第三に、作品を経済的に楽しむことができる。以前買ったはずなのに蔵書が多すぎて見つからないので買い直さざるをえない程度ならまだしも、希少性が高まって買い直しに費用がより嵩むかもしれない。電子化してあればその恐れは低い。また引っ越し等で荷物が少なくなるから費用が低くなる。そして本屋やCD屋での購入は移動に時間と手間がかかる。電子化なら時間浪費はほぼ無く、移動の手間もないので経済的だ。節約した時間とお金でより多くの読書や鑑賞ができる。
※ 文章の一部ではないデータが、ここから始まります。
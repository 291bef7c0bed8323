use std::collections::BTreeMap;

use crate::val::Value;

/// Values bound to the slots of a query for a single execution.
///
/// Bindings borrow their values, so binding a chunk of a larger list of
/// candidates does not copy it.
#[derive(Clone, Debug, Default, PartialEq)]
#[repr(transparent)]
pub struct Bindings<'a>(BTreeMap<&'a str, &'a [Value]>);

impl<'a> Bindings<'a> {
	/// Create a new empty bindings map.
	#[inline]
	pub fn new() -> Self {
		Self(BTreeMap::new())
	}

	/// Bind a slot, replacing any previous binding of the same slot.
	#[inline]
	pub fn bind(&mut self, slot: &'a str, values: &'a [Value]) {
		self.0.insert(slot, values);
	}

	/// Bind a slot, returning the updated bindings.
	#[inline]
	pub fn with(mut self, slot: &'a str, values: &'a [Value]) -> Self {
		self.bind(slot, values);
		self
	}

	/// Get the values bound to a slot.
	#[inline]
	pub fn get(&self, slot: &str) -> Option<&'a [Value]> {
		self.0.get(slot).copied()
	}

	/// Check if the bindings map is empty.
	#[inline]
	pub fn is_empty(&self) -> bool {
		self.0.is_empty()
	}

	/// Get the number of bound slots.
	#[inline]
	pub fn len(&self) -> usize {
		self.0.len()
	}

	/// Get an iterator over the bound slots.
	#[inline]
	pub fn iter(&self) -> impl Iterator<Item = (&'a str, &'a [Value])> + '_ {
		self.0.iter().map(|(k, v)| (*k, *v))
	}
}

impl<'a> FromIterator<(&'a str, &'a [Value])> for Bindings<'a> {
	fn from_iter<T: IntoIterator<Item = (&'a str, &'a [Value])>>(iter: T) -> Self {
		Self(iter.into_iter().collect())
	}
}

#[cfg(test)]
mod tests {
	use super::*;

	#[test]
	fn rebinding_replaces() {
		let first = [Value::from(1)];
		let second = [Value::from(2), Value::from(3)];
		let mut bindings = Bindings::new();
		bindings.bind("chunk", &first);
		bindings.bind("chunk", &second);
		assert_eq!(bindings.len(), 1);
		assert_eq!(bindings.get("chunk"), Some(&second[..]));
		assert_eq!(bindings.get("other"), None);
	}

	#[test]
	fn collect_and_iterate() {
		let a = [Value::from("a")];
		let b: [Value; 0] = [];
		let bindings: Bindings = [("b", &b[..]), ("a", &a[..])].into_iter().collect();
		let slots: Vec<&str> = bindings.iter().map(|(k, _)| k).collect();
		assert_eq!(slots, vec!["a", "b"]);
		assert!(!bindings.is_empty());
	}
}
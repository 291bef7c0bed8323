/// A macro that allows lazily parsing a value from the environment variable,
/// with a fallback default value if the variable is not set or parsing fails.
///
/// # Parameters
///
/// - `$key`: An expression representing the name of the environment variable.
/// - `$t`: The type of the value to be parsed.
/// - `$default`: The default value to fall back to if the environment variable is not set or
///   parsing fails.
///
/// # Return Value
///
/// A lazy static variable of type `std::sync::LazyLock`, which holds the parsed
/// value from the environment variable or the default value.
#[macro_export]
macro_rules! lazy_env_parse {
	// With no default specified
	($key:expr_2021, Option<String>) => {
		std::sync::LazyLock::new(|| std::env::var($key).ok())
	};
	// With no default specified
	($key:expr_2021, $t:ty) => {
		std::sync::LazyLock::new(|| {
			std::env::var($key).ok().and_then(|s| s.parse::<$t>().ok()).unwrap_or_default()
		})
	};
	// With a closure for the default value
	($key:expr_2021, $t:ty, || $default:expr_2021) => {
		std::sync::LazyLock::new(|| {
			std::env::var($key).ok().and_then(|s| s.parse::<$t>().ok()).unwrap_or_else(|| $default)
		})
	};
	// With a static expression for the default value
	($key:expr_2021, $t:ty, $default:expr_2021) => {
		std::sync::LazyLock::new(|| {
			std::env::var($key).ok().and_then(|s| s.parse::<$t>().ok()).unwrap_or($default)
		})
	};
}
use std::fmt;

use serde::{Deserialize, Serialize};

#[derive(Clone, Copy, Debug, PartialEq, Eq, Hash, Serialize, Deserialize)]
pub enum PrefixOperator {
	/// `-`
	Negate,
	/// `!`
	Not,
}

impl fmt::Display for PrefixOperator {
	fn fmt(&self, f: &mut fmt::Formatter) -> fmt::Result {
		match self {
			Self::Negate => f.write_str("-"),
			Self::Not => f.write_str("!"),
		}
	}
}

#[derive(Clone, Copy, Debug, PartialEq, Eq, Hash, Serialize, Deserialize)]
pub enum BinaryOperator {
	/// `+`
	Add,
	/// `-`
	Subtract,
	/// `*`
	Multiply,
	/// `/`
	Divide,
	/// `==`
	Equal,
	/// `!=`
	NotEqual,
	/// `<`
	LessThan,
	/// `<=`
	LessThanEqual,
	/// `>`
	MoreThan,
	/// `>=`
	MoreThanEqual,
	/// `&&`
	And,
	/// `||`
	Or,
}

impl fmt::Display for BinaryOperator {
	fn fmt(&self, f: &mut fmt::Formatter) -> fmt::Result {
		f.write_str(match self {
			Self::Add => "+",
			Self::Subtract => "-",
			Self::Multiply => "*",
			Self::Divide => "/",
			Self::Equal => "==",
			Self::NotEqual => "!=",
			Self::LessThan => "<",
			Self::LessThanEqual => "<=",
			Self::MoreThan => ">",
			Self::MoreThanEqual => ">=",
			Self::And => "&&",
			Self::Or => "||",
		})
	}
}
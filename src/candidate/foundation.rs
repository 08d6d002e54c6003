//! Foundation computation.
//!
//! The foundation groups candidates that resolve to the same underlying
//! network path so the pairing layer can prune redundant checks without
//! knowing anything about topology itself.

use std::net::{IpAddr, SocketAddr};

use rand::Rng;

use super::CandidateType;

const FNV_OFFSET: u32 = 0x811c_9dc5;
const FNV_PRIME: u32 = 0x0100_0193;

fn fnv1a(bytes: &[u8]) -> u32 {
    bytes
        .iter()
        .fold(FNV_OFFSET, |hash, byte| (hash ^ u32::from(*byte)).wrapping_mul(FNV_PRIME))
}

/// Foundation is a hash of the IP address and the candidate type, rendered
/// as eight lowercase hex digits.
///
/// The port is deliberately excluded: candidates on the same network path
/// share a foundation regardless of which port they are bound to.
pub fn compute_foundation(addr: &SocketAddr, kind: CandidateType) -> String {
    let mut v = match addr.ip() {
        IpAddr::V4(ip) => fnv1a(&ip.octets()),
        IpAddr::V6(ip) => fnv1a(&ip.octets()),
    };
    v ^= kind as u32;
    format!("{v:08x}")
}

/// Random foundation token for peer-reflexive candidates.
///
/// Candidates discovered mid-negotiation cannot be grouped by topology yet,
/// so uniqueness is preferred over grouping.
pub fn random_foundation<R: Rng>(rng: &mut R) -> String {
    format!("{:08x}", rng.gen::<u32>())
}

#[cfg(test)]
mod test {
    use rand::rngs::StdRng;
    use rand::SeedableRng;

    use super::*;

    #[test]
    fn test_deterministic() {
        let addr = "192.0.2.1:4000".parse().unwrap();
        let a = compute_foundation(&addr, CandidateType::Host);
        let b = compute_foundation(&addr, CandidateType::Host);
        assert_eq!(a, b);
        assert_eq!(a.len(), 8);
        assert!(a.chars().all(|c| c.is_ascii_hexdigit() && !c.is_ascii_uppercase()));
    }

    #[test]
    fn test_port_excluded() {
        let a = compute_foundation(&"192.0.2.1:4000".parse().unwrap(), CandidateType::Host);
        let b = compute_foundation(&"192.0.2.1:9999".parse().unwrap(), CandidateType::Host);
        assert_eq!(a, b);
    }

    #[test]
    fn test_type_changes_foundation() {
        let addr = "192.0.2.1:4000".parse().unwrap();
        let host = compute_foundation(&addr, CandidateType::Host);
        let srflx = compute_foundation(&addr, CandidateType::ServerReflexive);
        assert_ne!(host, srflx);
    }

    #[test]
    fn test_ip_changes_foundation() {
        let a = compute_foundation(&"192.0.2.1:4000".parse().unwrap(), CandidateType::Host);
        let b = compute_foundation(&"192.0.2.2:4000".parse().unwrap(), CandidateType::Host);
        assert_ne!(a, b);
    }

    #[test]
    fn test_random_token() {
        let mut rng = StdRng::seed_from_u64(7);
        let a = random_foundation(&mut rng);
        let b = random_foundation(&mut rng);
        assert_ne!(a, b);
        assert_eq!(a.len(), 8);
    }
}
第四に、電子化作品は環境的に良い(かもしれない)。これは比較が難しいが、1つの見方として、電子化により書籍に使用される木材資源、CDや専用再生機器に必要な金属や石油資源が節約できる。電子化されていればスマホやPCで読書や視聴できるので追加機器は基本必要ない。また書籍、CD等はいずれゴミとなる時が来るが電子書籍ではゴミが出ない。
第五に、電子化は反復に適している。読書や鑑賞は気に入ったモノは繰り返して読んだり聴いたりしたいが、書籍、レコード、磁気テープは繰り返して使用すると劣化する。CDも傷がついたり割れたり場合によっては経年劣化する。電子化作品にその心配は無い。何万回でも何十万回でも読み返し聴き返し可能だ。しかもほぼいつでもどこでも可能だ。俺の勝手な考えかもしれないが読書や鑑賞の真髄は反復にあると思う。一度読んだきりでは忘れる。身に付くまで繰り返す知的活動には電子書籍等は適している。
ここまで物理的、衛生的、論理的、知的、経済的、環境的に合理性を述べた。平たくいって良いことばかりだ。
長くなったので、次回に続きを持ち越すとして、作品の「電子化」は、古本屋に売りに行けないとか貸し借りが不便とか書き込みしにくいとか、もちろん不便もあるけど、差し引きユーザーにとっては圧倒的に利点が多いので合理的だと思う。どうだろうか。